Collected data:
+-------+

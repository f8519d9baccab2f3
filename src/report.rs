use std::path::{Path, PathBuf};

use rust_xlsxwriter::{Color, Format, FormatAlign, FormatBorder, Workbook, Worksheet, XlsxError};
use tracing::info;

use crate::error::SaveError;
use crate::import::clean_path;
use crate::render::{CellStyle, CellValue, Grid, NOT_AVAILABLE};

pub const SHEET_NAME: &str = "Assignments";

const PASS_FILL: u32 = 0x90EE90;
const PASS_FONT: u32 = 0x006400;
const FAIL_FILL: u32 = 0xFFCCCB;
const FAIL_FONT: u32 = 0x8B0000;

const USERNAME_WIDTH: f64 = 24.0;
const SCORE_WIDTH: f64 = 14.0;

struct ReportFormats {
    header: Format,
    plain: Format,
    pass: Format,
    fail: Format,
}

impl ReportFormats {
    fn new() -> Self {
        let cell = Format::new()
            .set_border(FormatBorder::Thin)
            .set_align(FormatAlign::VerticalCenter);
        Self {
            header: cell
                .clone()
                .set_bold()
                .set_align(FormatAlign::Center)
                .set_text_wrap(),
            plain: cell.clone().set_align(FormatAlign::Left),
            pass: cell
                .clone()
                .set_align(FormatAlign::Center)
                .set_background_color(Color::RGB(PASS_FILL))
                .set_font_color(Color::RGB(PASS_FONT)),
            fail: cell
                .set_align(FormatAlign::Center)
                .set_background_color(Color::RGB(FAIL_FILL))
                .set_font_color(Color::RGB(FAIL_FONT)),
        }
    }

    fn for_style(&self, style: CellStyle) -> &Format {
        match style {
            CellStyle::Header => &self.header,
            CellStyle::Plain => &self.plain,
            CellStyle::Pass => &self.pass,
            CellStyle::Fail => &self.fail,
        }
    }
}

/// Quotes are trimmed and `.xlsx` is appended when the extension is missing.
pub fn output_path(raw: &Path) -> Result<PathBuf, SaveError> {
    let mut path = clean_path(raw);
    if path.as_os_str().is_empty() {
        return Err(SaveError::EmptyPath);
    }
    let is_xlsx = path
        .extension()
        .is_some_and(|ext| ext.eq_ignore_ascii_case("xlsx"));
    if !is_xlsx {
        let mut name = path.clone().into_os_string();
        name.push(".xlsx");
        path = PathBuf::from(name);
    }
    Ok(path)
}

fn write_grid(ws: &mut Worksheet, grid: &Grid, fmt: &ReportFormats) -> Result<(), XlsxError> {
    ws.set_name(SHEET_NAME)?;
    for (r, row) in grid.rows.iter().enumerate() {
        let r = r as u32;
        for (c, cell) in row.iter().enumerate() {
            let c = c as u16;
            let format = fmt.for_style(cell.style);
            match &cell.value {
                CellValue::Label(text) => {
                    ws.write_string_with_format(r, c, text, format)?;
                }
                CellValue::Score(points) => {
                    ws.write_number_with_format(r, c, *points as f64, format)?;
                }
                CellValue::NotAvailable => {
                    ws.write_string_with_format(r, c, NOT_AVAILABLE, format)?;
                }
                CellValue::Verdict(verdict) => {
                    ws.write_string_with_format(r, c, verdict.as_str(), format)?;
                }
            }
        }
    }

    let columns = grid.header().len() as u16;
    ws.set_column_width(0, USERNAME_WIDTH)?;
    for c in 1..columns {
        ws.set_column_width(c, SCORE_WIDTH)?;
    }
    ws.set_freeze_panes(1, 1)?;
    Ok(())
}

/// Writes the grid to a single-sheet workbook and returns the path written.
pub fn save_xlsx(grid: &Grid, path: &Path) -> Result<PathBuf, SaveError> {
    let path = output_path(path)?;
    let mut workbook = Workbook::new();
    let worksheet = workbook.add_worksheet();
    let fmt = ReportFormats::new();

    let wrap = |source| SaveError::Xlsx {
        path: path.clone(),
        source,
    };
    write_grid(worksheet, grid, &fmt).map_err(wrap)?;
    workbook.save(&path).map_err(wrap)?;

    info!(
        path = %path.display(),
        students = grid.students().len(),
        passed = grid.passed(),
        "report written"
    );
    Ok(path)
}

#[cfg(test)]
mod tests {
    use super::*;
    use crate::model::{Gradebook, Record};
    use crate::render::render;
    use calamine::{Data, Reader, Xlsx, open_workbook};

    fn sample() -> Gradebook {
        [
            ("user1", Record::new("Assignment1", 100)),
            ("user2", Record::new("Assignment2", 90)),
            ("user3", Record::new("Assignment1", 100)),
            ("user3", Record::new("Assignment2", 100)),
        ]
        .into_iter()
        .collect()
    }

    fn text(s: &str) -> Data {
        Data::String(s.to_string())
    }

    #[test]
    fn workbook_matches_rendered_grid() {
        let dir = tempfile::tempdir().unwrap();
        let path = save_xlsx(&render(&sample()), &dir.path().join("grades.xlsx")).unwrap();

        let mut workbook: Xlsx<_> = open_workbook(&path).unwrap();
        let range = workbook.worksheet_range(SHEET_NAME).unwrap();
        let cell = |r: u32, c: u32| range.get_value((r, c)).cloned().unwrap();

        assert_eq!(cell(0, 0), text("GitHub Username"));
        assert_eq!(cell(0, 1), text("Assignment1"));
        assert_eq!(cell(0, 2), text("Assignment2"));
        assert_eq!(cell(0, 3), text("Pass/Fail"));

        assert_eq!(cell(1, 0), text("user1"));
        assert_eq!(cell(1, 1), Data::Float(100.0));
        assert_eq!(cell(1, 2), text("N/A"));
        assert_eq!(cell(1, 3), text("Fail"));

        assert_eq!(cell(2, 0), text("user2"));
        assert_eq!(cell(2, 1), text("N/A"));
        assert_eq!(cell(2, 2), Data::Float(90.0));
        assert_eq!(cell(2, 3), text("Fail"));

        assert_eq!(cell(3, 0), text("user3"));
        assert_eq!(cell(3, 1), Data::Float(100.0));
        assert_eq!(cell(3, 2), Data::Float(100.0));
        assert_eq!(cell(3, 3), text("Pass"));
    }

    #[test]
    fn extension_is_added_when_missing() {
        let dir = tempfile::tempdir().unwrap();
        let path = save_xlsx(&render(&sample()), &dir.path().join("grades")).unwrap();
        assert_eq!(path, dir.path().join("grades.xlsx"));
        assert!(path.exists());
    }

    #[test]
    fn quoted_output_path_is_trimmed() {
        let dir = tempfile::tempdir().unwrap();
        let target = dir.path().join("out.xlsx");
        let quoted = PathBuf::from(format!("\"{}\"", target.display()));
        let path = save_xlsx(&render(&sample()), &quoted).unwrap();
        assert_eq!(path, target);
    }

    #[test]
    fn unwritable_path_is_a_save_error() {
        let dir = tempfile::tempdir().unwrap();
        let path = dir.path().join("missing").join("grades.xlsx");
        let err = save_xlsx(&render(&sample()), &path).unwrap_err();
        assert!(matches!(err, SaveError::Xlsx { .. }));
    }

    #[test]
    fn empty_path_is_rejected() {
        let err = output_path(Path::new("\"\"")).unwrap_err();
        assert!(matches!(err, SaveError::EmptyPath));
    }
}
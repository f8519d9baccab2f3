use std::path::PathBuf;

use anyhow::{Context, Result};
use csv::Writer;
use tracing::info;

use crate::model::ClassroomExportRow;

fn sample_row() -> ClassroomExportRow {
    ClassroomExportRow {
        assignment_name: "hello-world".to_string(),
        assignment_url: "https://classroom.github.com/classrooms/example/assignments/hello-world".to_string(),
        starter_code_url: "https://github.com/example/hello-world".to_string(),
        github_username: "octocat".to_string(),
        roster_identifier: "octocat@example.edu".to_string(),
        student_repository_name: "hello-world-octocat".to_string(),
        student_repository_url: "https://github.com/example/hello-world-octocat".to_string(),
        submission_timestamp: "2024-09-01 12:00:00 UTC".to_string(),
        points_awarded: "100".to_string(),
        points_available: "100".to_string(),
    }
}

/// Writes a sample grade export with the standard header and one example row.
pub fn init_csv(filename: &str) -> Result<PathBuf> {
    let csv_filename = if filename.ends_with(".csv") {
        filename.to_string()
    } else {
        format!("{}.csv", filename)
    };

    let mut wtr = Writer::from_path(&csv_filename)
        .with_context(|| format!("failed to create {csv_filename}"))?;
    wtr.serialize(sample_row())?;
    wtr.flush()?;
    info!(path = %csv_filename, "created sample classroom export");
    Ok(PathBuf::from(csv_filename))
}
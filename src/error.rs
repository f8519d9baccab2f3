use std::num::ParseIntError;
use std::path::PathBuf;

use thiserror::Error;

#[derive(Error, Debug)]
pub enum ImportError {
    #[error("file not found: {}", .0.display())]
    FileNotFound(PathBuf),

    #[error("IO error: {0}")]
    Io(#[from] std::io::Error),

    #[error("CSV error: {0}")]
    Csv(#[from] csv::Error),

    #[error("malformed row on line {line}: expected at least {expected} fields, found {found}")]
    MalformedRow {
        line: u64,
        expected: usize,
        found: usize,
    },

    #[error("invalid score {value:?} on line {line}")]
    Format {
        line: u64,
        value: String,
        #[source]
        source: ParseIntError,
    },
}

#[derive(Error, Debug)]
pub enum SaveError {
    #[error("output path is empty")]
    EmptyPath,

    #[error("could not write {}: {source}", .path.display())]
    Xlsx {
        path: PathBuf,
        #[source]
        source: rust_xlsxwriter::XlsxError,
    },
}
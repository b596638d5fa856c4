pub mod field;
pub mod loader;
pub mod record;
pub mod scale;
pub mod ticks;
pub mod types;

pub use field::{Axis, AxisSelection, Field, FieldSpec};
pub use loader::{REQUIRED_COLUMNS, load_records_from_path, load_records_from_reader};
pub use record::{RecordSet, StateRecord};
pub use scale::{LinearScale, ScalePadding};
pub use ticks::{format_tick, nice_ticks};
pub use types::{Margins, PlotArea, Viewport};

+-------+

**What you are asked to do**
Go through the records above and return each line in which the word "grades" occurs.

**Output for this exercise**
        let path = save_xlsx(&render(&sample()), &dir.path().join("grades.xlsx")).unwrap();
        let path = save_xlsx(&render(&sample()), &dir.path().join("grades")).unwrap();
        assert_eq!(path, dir.path().join("grades.xlsx"));
        let path = dir.path().join("missing").join("grades.xlsx");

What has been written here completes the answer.